In the data below, one line contains "self.anomaly = verdict.anomaly;" and a later one contains "pub fn new(program_begin: Instant)". Print both, with every line between them, exactly and alone.

(Dataset entries)
※ ※ ※

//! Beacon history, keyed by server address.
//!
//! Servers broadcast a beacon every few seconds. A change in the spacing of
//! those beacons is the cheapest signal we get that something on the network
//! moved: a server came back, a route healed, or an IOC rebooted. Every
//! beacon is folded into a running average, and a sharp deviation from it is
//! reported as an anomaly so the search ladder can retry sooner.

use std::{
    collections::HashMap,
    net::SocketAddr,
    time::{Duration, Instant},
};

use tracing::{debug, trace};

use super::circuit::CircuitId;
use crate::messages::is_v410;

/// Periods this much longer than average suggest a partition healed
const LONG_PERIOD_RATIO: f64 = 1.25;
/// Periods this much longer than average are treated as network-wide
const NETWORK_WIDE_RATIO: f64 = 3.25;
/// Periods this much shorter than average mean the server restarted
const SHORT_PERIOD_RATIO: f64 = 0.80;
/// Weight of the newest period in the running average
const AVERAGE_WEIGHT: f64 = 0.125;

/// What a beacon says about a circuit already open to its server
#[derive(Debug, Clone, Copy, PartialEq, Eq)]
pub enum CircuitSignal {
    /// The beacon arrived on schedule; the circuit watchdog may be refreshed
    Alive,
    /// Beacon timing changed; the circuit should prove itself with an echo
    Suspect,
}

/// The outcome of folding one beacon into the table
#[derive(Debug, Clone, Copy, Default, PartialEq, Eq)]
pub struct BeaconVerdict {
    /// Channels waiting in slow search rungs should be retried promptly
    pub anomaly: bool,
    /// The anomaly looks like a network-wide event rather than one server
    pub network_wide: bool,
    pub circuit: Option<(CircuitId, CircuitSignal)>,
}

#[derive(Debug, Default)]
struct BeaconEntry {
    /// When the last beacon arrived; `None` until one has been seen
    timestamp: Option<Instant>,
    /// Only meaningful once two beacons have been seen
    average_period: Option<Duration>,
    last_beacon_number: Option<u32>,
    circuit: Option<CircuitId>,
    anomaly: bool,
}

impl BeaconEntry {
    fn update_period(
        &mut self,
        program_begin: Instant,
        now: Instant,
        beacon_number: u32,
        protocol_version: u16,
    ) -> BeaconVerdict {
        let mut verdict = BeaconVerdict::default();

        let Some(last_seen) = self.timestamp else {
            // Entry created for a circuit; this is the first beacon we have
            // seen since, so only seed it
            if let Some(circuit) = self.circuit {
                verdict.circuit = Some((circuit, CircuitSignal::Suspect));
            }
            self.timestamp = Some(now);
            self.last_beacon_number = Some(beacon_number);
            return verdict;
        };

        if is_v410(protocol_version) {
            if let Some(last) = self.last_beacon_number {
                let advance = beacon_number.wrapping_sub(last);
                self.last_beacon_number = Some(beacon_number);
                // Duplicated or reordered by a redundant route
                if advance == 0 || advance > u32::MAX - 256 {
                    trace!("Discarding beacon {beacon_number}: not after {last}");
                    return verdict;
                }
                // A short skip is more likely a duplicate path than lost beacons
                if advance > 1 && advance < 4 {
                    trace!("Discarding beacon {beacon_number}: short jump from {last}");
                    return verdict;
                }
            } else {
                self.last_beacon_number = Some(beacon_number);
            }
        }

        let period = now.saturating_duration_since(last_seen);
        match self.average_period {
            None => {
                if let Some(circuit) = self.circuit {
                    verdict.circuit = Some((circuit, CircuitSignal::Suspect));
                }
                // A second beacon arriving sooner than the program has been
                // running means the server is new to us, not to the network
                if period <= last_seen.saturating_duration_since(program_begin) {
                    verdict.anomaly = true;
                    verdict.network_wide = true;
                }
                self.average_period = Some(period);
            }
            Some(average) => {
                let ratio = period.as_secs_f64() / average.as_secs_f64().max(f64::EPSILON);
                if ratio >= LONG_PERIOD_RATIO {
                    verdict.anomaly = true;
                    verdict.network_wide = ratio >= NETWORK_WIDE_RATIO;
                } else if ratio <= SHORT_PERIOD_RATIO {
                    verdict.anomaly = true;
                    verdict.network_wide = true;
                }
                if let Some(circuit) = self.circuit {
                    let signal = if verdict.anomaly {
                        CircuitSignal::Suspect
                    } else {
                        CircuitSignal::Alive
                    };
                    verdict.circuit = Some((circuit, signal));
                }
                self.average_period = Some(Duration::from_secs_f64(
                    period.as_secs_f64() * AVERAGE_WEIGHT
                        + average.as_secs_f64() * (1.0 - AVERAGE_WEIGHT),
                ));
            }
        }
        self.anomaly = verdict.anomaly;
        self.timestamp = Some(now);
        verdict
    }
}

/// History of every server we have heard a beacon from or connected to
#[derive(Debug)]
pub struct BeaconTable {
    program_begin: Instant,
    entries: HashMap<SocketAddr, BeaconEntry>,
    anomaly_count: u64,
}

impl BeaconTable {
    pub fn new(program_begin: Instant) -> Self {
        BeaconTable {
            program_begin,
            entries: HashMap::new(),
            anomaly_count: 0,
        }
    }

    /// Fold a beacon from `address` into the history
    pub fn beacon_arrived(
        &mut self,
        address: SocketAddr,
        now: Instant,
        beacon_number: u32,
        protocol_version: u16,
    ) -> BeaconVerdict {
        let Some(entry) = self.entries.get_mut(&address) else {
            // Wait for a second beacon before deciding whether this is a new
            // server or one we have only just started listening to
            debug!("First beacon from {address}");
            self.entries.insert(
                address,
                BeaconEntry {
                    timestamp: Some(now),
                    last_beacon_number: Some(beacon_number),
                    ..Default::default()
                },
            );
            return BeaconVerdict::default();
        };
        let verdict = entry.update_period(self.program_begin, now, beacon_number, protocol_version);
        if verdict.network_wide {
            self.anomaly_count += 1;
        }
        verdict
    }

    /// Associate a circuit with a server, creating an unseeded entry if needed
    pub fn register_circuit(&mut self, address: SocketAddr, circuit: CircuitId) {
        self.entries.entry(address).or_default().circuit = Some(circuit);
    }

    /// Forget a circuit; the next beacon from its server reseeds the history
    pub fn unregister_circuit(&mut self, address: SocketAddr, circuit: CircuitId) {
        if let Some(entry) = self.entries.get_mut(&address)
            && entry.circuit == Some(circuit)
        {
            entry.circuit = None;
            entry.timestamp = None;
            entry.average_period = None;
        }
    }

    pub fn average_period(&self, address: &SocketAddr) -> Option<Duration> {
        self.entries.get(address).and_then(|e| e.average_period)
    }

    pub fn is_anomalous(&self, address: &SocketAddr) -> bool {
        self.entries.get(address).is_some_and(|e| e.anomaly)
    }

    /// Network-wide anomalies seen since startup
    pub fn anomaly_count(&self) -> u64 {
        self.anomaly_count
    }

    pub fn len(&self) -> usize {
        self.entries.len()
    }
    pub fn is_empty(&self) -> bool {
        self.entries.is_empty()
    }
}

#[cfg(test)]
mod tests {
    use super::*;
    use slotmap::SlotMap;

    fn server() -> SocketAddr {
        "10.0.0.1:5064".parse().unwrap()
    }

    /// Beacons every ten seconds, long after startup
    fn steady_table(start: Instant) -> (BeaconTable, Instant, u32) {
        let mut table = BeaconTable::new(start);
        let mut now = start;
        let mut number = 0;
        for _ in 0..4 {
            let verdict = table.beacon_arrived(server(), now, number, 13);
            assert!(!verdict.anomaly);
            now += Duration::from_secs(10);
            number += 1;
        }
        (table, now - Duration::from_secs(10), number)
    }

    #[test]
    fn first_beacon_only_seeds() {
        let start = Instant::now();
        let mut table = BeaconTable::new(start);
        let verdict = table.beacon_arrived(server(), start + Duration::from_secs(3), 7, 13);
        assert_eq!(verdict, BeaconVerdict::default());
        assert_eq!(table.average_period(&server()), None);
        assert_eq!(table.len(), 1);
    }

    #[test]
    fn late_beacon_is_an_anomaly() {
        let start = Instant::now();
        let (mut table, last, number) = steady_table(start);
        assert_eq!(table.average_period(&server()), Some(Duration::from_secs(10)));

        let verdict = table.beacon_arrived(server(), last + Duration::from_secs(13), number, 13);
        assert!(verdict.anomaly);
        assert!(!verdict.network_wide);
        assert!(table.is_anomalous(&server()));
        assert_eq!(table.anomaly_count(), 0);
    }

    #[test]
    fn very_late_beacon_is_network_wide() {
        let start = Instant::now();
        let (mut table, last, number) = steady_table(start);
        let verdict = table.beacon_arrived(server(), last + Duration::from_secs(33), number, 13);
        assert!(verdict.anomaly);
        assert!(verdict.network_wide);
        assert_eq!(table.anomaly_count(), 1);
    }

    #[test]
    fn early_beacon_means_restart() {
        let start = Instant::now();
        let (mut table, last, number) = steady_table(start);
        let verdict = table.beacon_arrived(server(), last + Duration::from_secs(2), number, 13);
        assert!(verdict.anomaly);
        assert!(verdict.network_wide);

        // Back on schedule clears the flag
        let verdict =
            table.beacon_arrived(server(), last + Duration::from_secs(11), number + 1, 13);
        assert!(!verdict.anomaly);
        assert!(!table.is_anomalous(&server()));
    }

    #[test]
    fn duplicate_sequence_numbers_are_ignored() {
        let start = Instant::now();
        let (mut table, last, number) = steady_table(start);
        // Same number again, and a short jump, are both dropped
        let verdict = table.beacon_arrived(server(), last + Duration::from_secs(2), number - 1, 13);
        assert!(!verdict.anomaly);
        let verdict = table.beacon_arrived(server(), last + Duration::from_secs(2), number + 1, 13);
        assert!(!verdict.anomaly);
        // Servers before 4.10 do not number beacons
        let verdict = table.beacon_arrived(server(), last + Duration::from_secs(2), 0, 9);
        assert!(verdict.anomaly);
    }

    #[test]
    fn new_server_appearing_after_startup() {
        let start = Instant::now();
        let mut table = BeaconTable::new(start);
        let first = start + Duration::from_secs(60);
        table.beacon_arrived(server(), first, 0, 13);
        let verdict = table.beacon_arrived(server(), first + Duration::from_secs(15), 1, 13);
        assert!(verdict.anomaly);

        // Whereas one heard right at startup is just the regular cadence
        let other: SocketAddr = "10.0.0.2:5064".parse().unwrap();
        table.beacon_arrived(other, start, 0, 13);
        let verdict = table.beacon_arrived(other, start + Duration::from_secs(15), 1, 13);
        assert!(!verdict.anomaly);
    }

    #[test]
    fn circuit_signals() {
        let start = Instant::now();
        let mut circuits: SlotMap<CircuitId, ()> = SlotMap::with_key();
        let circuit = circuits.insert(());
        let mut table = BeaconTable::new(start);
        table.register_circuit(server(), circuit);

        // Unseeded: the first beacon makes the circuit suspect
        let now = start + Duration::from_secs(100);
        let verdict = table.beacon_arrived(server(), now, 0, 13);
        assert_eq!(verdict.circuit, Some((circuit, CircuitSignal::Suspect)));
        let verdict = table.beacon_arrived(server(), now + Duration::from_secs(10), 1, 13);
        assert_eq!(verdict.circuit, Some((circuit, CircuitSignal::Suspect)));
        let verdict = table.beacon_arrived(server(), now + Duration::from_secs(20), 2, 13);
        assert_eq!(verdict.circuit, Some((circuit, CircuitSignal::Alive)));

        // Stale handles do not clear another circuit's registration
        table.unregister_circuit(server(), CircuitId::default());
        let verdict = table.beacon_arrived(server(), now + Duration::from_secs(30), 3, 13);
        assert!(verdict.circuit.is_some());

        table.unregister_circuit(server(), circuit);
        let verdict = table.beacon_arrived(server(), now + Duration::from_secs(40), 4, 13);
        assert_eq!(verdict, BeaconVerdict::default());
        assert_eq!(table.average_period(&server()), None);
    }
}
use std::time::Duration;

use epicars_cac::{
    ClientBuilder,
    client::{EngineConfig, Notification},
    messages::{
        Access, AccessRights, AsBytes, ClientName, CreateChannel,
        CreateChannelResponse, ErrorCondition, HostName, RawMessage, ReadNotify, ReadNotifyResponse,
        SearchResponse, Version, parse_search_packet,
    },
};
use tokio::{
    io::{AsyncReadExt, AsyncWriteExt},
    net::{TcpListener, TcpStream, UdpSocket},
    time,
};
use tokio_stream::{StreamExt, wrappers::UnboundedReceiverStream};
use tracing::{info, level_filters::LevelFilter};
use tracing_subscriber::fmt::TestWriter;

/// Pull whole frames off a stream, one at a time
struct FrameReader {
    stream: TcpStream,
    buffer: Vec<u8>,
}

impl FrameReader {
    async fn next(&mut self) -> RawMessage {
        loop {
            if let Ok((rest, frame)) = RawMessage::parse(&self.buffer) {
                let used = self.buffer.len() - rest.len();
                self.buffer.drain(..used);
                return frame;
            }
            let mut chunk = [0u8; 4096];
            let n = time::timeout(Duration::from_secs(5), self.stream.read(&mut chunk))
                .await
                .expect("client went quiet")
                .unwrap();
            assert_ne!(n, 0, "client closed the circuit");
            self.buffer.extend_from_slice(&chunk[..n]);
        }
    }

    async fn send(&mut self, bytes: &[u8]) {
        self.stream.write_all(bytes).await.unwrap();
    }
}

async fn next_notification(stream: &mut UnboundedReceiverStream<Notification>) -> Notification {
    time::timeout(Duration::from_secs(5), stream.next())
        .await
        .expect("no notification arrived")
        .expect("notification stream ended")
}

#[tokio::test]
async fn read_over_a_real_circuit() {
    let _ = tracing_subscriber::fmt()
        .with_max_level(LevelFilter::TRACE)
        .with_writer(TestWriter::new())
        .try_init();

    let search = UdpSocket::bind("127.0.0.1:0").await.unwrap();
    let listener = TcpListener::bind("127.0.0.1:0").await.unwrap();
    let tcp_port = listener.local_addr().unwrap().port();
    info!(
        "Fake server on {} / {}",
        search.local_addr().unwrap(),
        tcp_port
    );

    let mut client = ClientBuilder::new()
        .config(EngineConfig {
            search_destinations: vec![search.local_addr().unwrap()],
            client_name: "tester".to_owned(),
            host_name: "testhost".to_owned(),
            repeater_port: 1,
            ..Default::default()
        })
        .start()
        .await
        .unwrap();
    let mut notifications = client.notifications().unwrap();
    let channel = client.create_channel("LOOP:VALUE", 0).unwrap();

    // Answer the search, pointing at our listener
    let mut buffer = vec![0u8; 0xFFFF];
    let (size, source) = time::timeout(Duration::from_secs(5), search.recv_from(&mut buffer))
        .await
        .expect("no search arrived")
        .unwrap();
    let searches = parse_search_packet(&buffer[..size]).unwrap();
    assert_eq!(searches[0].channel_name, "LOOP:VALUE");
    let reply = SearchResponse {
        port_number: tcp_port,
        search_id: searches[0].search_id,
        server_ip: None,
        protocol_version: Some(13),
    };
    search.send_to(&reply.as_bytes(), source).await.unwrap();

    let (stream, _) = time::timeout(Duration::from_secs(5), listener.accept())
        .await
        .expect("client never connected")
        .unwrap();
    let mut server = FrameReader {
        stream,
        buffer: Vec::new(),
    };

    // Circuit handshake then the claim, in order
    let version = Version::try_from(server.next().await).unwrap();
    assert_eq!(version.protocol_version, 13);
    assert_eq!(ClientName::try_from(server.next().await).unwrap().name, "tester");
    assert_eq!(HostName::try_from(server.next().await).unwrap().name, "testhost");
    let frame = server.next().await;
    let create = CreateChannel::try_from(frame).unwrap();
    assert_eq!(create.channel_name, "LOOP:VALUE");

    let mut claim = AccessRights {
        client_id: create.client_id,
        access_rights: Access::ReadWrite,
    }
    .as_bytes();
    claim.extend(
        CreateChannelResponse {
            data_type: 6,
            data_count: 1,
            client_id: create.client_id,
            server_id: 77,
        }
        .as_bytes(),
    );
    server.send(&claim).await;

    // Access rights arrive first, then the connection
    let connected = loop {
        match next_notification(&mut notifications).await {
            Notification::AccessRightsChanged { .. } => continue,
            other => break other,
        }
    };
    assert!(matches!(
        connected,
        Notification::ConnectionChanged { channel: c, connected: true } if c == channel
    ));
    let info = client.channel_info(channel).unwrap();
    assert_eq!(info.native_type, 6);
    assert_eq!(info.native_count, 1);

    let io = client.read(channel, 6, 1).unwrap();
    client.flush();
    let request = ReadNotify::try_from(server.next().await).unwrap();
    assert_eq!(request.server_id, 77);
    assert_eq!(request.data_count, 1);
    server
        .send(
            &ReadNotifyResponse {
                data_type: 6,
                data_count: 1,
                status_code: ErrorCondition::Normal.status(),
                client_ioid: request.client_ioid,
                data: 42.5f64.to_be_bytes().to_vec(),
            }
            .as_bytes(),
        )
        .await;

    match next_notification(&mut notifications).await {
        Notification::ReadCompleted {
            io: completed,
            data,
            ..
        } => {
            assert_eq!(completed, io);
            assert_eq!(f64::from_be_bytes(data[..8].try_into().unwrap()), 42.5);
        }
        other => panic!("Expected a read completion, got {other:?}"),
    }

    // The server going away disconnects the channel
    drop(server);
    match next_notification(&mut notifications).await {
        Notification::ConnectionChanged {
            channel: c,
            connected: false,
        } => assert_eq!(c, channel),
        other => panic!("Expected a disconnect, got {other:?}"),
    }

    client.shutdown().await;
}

※ ※ ※

# YOUR RESPONSE:
        self.anomaly = verdict.anomaly;
        self.timestamp = Some(now);
        verdict
    }
}

/// History of every server we have heard a beacon from or connected to
#[derive(Debug)]
pub struct BeaconTable {
    program_begin: Instant,
    entries: HashMap<SocketAddr, BeaconEntry>,
    anomaly_count: u64,
}

impl BeaconTable {
    pub fn new(program_begin: Instant) -> Self {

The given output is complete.